Internal Representation of Unicode

From: myrkraverk@users.sourceforge.net
Date: Thu Sep 25 2003 - 20:53:07 EDT

  • Next message: Markus Scherer: "Re: Unicode Normalisaton Optimisation Experiments"

    Hi,

    In a plain text environment, there is often a need to encode more than
    just the plain character. A console, or terminal emulator, is such an
    environment. Therefore I propose the following as a technical report
    for internal encoding of unicode characters; with one goal in mind:
    character equalence is binary equalence.

    Since I'm using 64 bits, I call it Excessive Memory Usage Encoding, or
    EMUE.

    I thought of dividing the 64 bit code space into 32 variably wide
    plains, one for control characters, one for latin characters, one for
    han characters, and so on; using 5 bits and the next 3 fixed to zero
    (for future expansion and alignment to an octet).

    I call plain 0 control characters and won't discuss it further.

    Plain 1, I had intended for latin characters with the following
    encoding method in mind:

    bits 63..59 58..56 55..40 39..32 31..24 23..16 15..8 7..0
        +-------+------+------+------+------+------+------+------+
        | plain | zero | attr | res | uacc | lacc | res | char |
        +-------+------+------+------+------+------+------+------+

    * Plain Plain (5 bits)
    * Zero Zero bits (3 bits)
    * Attr Attributes (16 bits)
    * Res Reserved (8 bits)
    * Uacc Upper Accent (8 bits)
    * Lacc Lower Accent (8 bits)
    * Res Reserved (8 bits)
    * Char Character (8 bits)

    All of these fields are actually implementation defined, with just one
    rule for char: don't include characters that can be made with
    combinations, that's what the accent fields are for. This allows for
    255 upper and lower accents which should be enough -- for now.

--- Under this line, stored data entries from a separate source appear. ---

//! Character classes: `[...]` expressions and the named classes \d \s \w \l.

use crate::bitset::ClassBits;
use crate::compile::Error;

/// The named character classes.
#[derive(Debug, Copy, Clone, PartialEq, Eq)]
pub enum NamedClass {
    /// \d
    Digits,
    /// \s
    Spaces,
    /// \w
    Words,
    /// \l
    Lower,
}

impl NamedClass {
    pub fn from_escape(c: u8) -> Option<(NamedClass, bool)> {
        // Uppercase escapes are the negated forms.
        match c {
            b'd' | b'D' => Some((NamedClass::Digits, c == b'd')),
            b's' | b'S' => Some((NamedClass::Spaces, c == b's')),
            b'w' | b'W' => Some((NamedClass::Words, c == b'w')),
            b'l' | b'L' => Some((NamedClass::Lower, c == b'l')),
            _ => None,
        }
    }

    /// The bracket-class text a named class desugars to.
    pub fn desugared(self) -> &'static [u8] {
        match self {
            NamedClass::Digits => b"[0-9]",
            NamedClass::Spaces => b"[ \t\r\n\x0B\x0C]",
            NamedClass::Words => b"[0-9A-Za-z_]",
            NamedClass::Lower => b"[a-z]",
        }
    }
}

/// \return the bitmap for a named class, by compiling its desugared bracket
/// text through the ordinary class builder.
pub fn named_bits(nc: NamedClass, icase: bool) -> ClassBits {
    match parse_class(nc.desugared(), icase) {
        Ok(parsed) => {
            debug_assert!(!parsed.invert);
            parsed.bits
        }
        Err(_) => rs_unreachable!("Desugared class text should always compile"),
    }
}

/// The result of compiling a `[...]` expression.
#[derive(Debug, Clone)]
pub struct ParsedClass {
    pub bits: ClassBits,
    pub invert: bool,
    /// Bytes consumed, including both brackets.
    pub len: usize,
}

fn error<T, S: ToString>(text: S) -> Result<T, Error> {
    Err(Error {
        text: text.to_string(),
    })
}

/// Set a member, filling both cases when case-insensitive.
fn add_member(bits: &mut ClassBits, c: u8, icase: bool) {
    bits.set(c);
    if icase && c.is_ascii_alphabetic() {
        bits.set(c ^ 0x20);
    }
}

/// A single atom inside a bracket: either one code or a named class.
enum ClassAtom {
    Code(u8),
    Named { bits: ClassBits },
}

/// Compile a `[...]` expression. The caller is positioned at the `[`; we
/// parse through the matching `]`. An empty or unterminated class is an
/// error; an inverted range like `[z-a]` degrades to its literal members.
pub fn parse_class(text: &[u8], icase: bool) -> Result<ParsedClass, Error> {
    debug_assert!(text.first() == Some(&b'['), "Caller should be at the [");
    let mut idx = 1;
    let mut bits = ClassBits::default();
    let mut invert = false;
    let mut members = 0usize;

    if text.get(idx) == Some(&b'^') {
        invert = true;
        idx += 1;
    }

    // Consume one atom, advancing idx. Returns None at `]` or end of text.
    let next_atom = |idx: &mut usize| -> Result<Option<ClassAtom>, Error> {
        let c = match text.get(*idx) {
            None | Some(b']') => return Ok(None),
            Some(&c) => c,
        };
        *idx += 1;
        if c != b'\\' {
            return Ok(Some(ClassAtom::Code(c)));
        }
        let ec = match text.get(*idx) {
            None => return error("Unterminated character class"),
            Some(&ec) => ec,
        };
        *idx += 1;
        if let Some((nc, positive)) = NamedClass::from_escape(ec) {
            let mut nb = named_bits(nc, icase);
            if !positive {
                nb.bitnot();
            }
            return Ok(Some(ClassAtom::Named { bits: nb }));
        }
        let lit = match ec {
            b't' => b'\t',
            b'r' => b'\r',
            b'n' => b'\n',
            b'f' => b'\x0C',
            _ => ec,
        };
        Ok(Some(ClassAtom::Code(lit)))
    };

    loop {
        let first = match next_atom(&mut idx)? {
            Some(atom) => atom,
            None => break,
        };
        members += 1;
        let first = match first {
            ClassAtom::Named { bits: nb } => {
                bits.bitor(&nb);
                continue;
            }
            ClassAtom::Code(c) => c,
        };

        // Check for a dash; we may have a range. A dash at the closing edge is
        // a literal member.
        if text.get(idx) != Some(&b'-') || text.get(idx + 1) == Some(&b']') {
            add_member(&mut bits, first, icase);
            continue;
        }
        idx += 1;
        let second = match next_atom(&mut idx)? {
            Some(atom) => atom,
            None => {
                // No second atom: `[a-]`. The dash is literal.
                add_member(&mut bits, first, icase);
                add_member(&mut bits, b'-', icase);
                continue;
            }
        };
        members += 1;
        match second {
            ClassAtom::Code(last) if first <= last => {
                for c in first..=last {
                    add_member(&mut bits, c, icase);
                }
            }
            ClassAtom::Code(last) => {
                // Inverted range like `[z-a]`: degrade to the literal members.
                add_member(&mut bits, first, icase);
                add_member(&mut bits, b'-', icase);
                add_member(&mut bits, last, icase);
            }
            ClassAtom::Named { bits: nb } => {
                // A named class cannot end a range; degrade likewise.
                add_member(&mut bits, first, icase);
                add_member(&mut bits, b'-', icase);
                bits.bitor(&nb);
            }
        }
    }

    match text.get(idx) {
        Some(b']') => idx += 1,
        _ => return error("Unterminated character class"),
    }
    if members == 0 {
        return error("Empty character class");
    }
    Ok(ParsedClass {
        bits,
        invert,
        len: idx,
    })
}
//! Per-login session records.
//!
//! A session captures where and from what a login happened (IP, resolved
//! location, device string). Logout is either soft (stamp `logged_out_at`,
//! keep the row for history) or hard (delete the row); the caller chooses.
//! Sessions and tokens are linked only by the session id carried inside a
//! token's claims; revoking one does not touch the other.

mod models;
mod repo;
mod service;

pub use models::UserSession;
pub use repo::{MemorySessionRepo, PgSessionRepo, SessionRepo};
pub use service::SessionStore;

    For Han characters I thought of the following encoding method (with no
    particular plain in mind):

    bits 63..59 58..56 55..40 39..32 31 .. 0
        +-------+------+------+-------+--------------------------+
        | plain | zero | attr | style | char |
        +-------+------+------+-------+--------------------------+

    * Plain Plain (5 bits)
    * Zero Zero bits (3 bits)
    * Attr Attributes (16 bits)
    * Style Stylistic Variation (8 bits)
    * Char Character (32 bits)

    Again, all fields are implementation defined. Telling something like
    a terminal emulator what stylistic variation to use is outside the
    scope of this email, but for attributes, there are standardized escape
    sequences; but I suspect language tags can be used.

    I was also thinking of a plain for punctuation and symbolic characters.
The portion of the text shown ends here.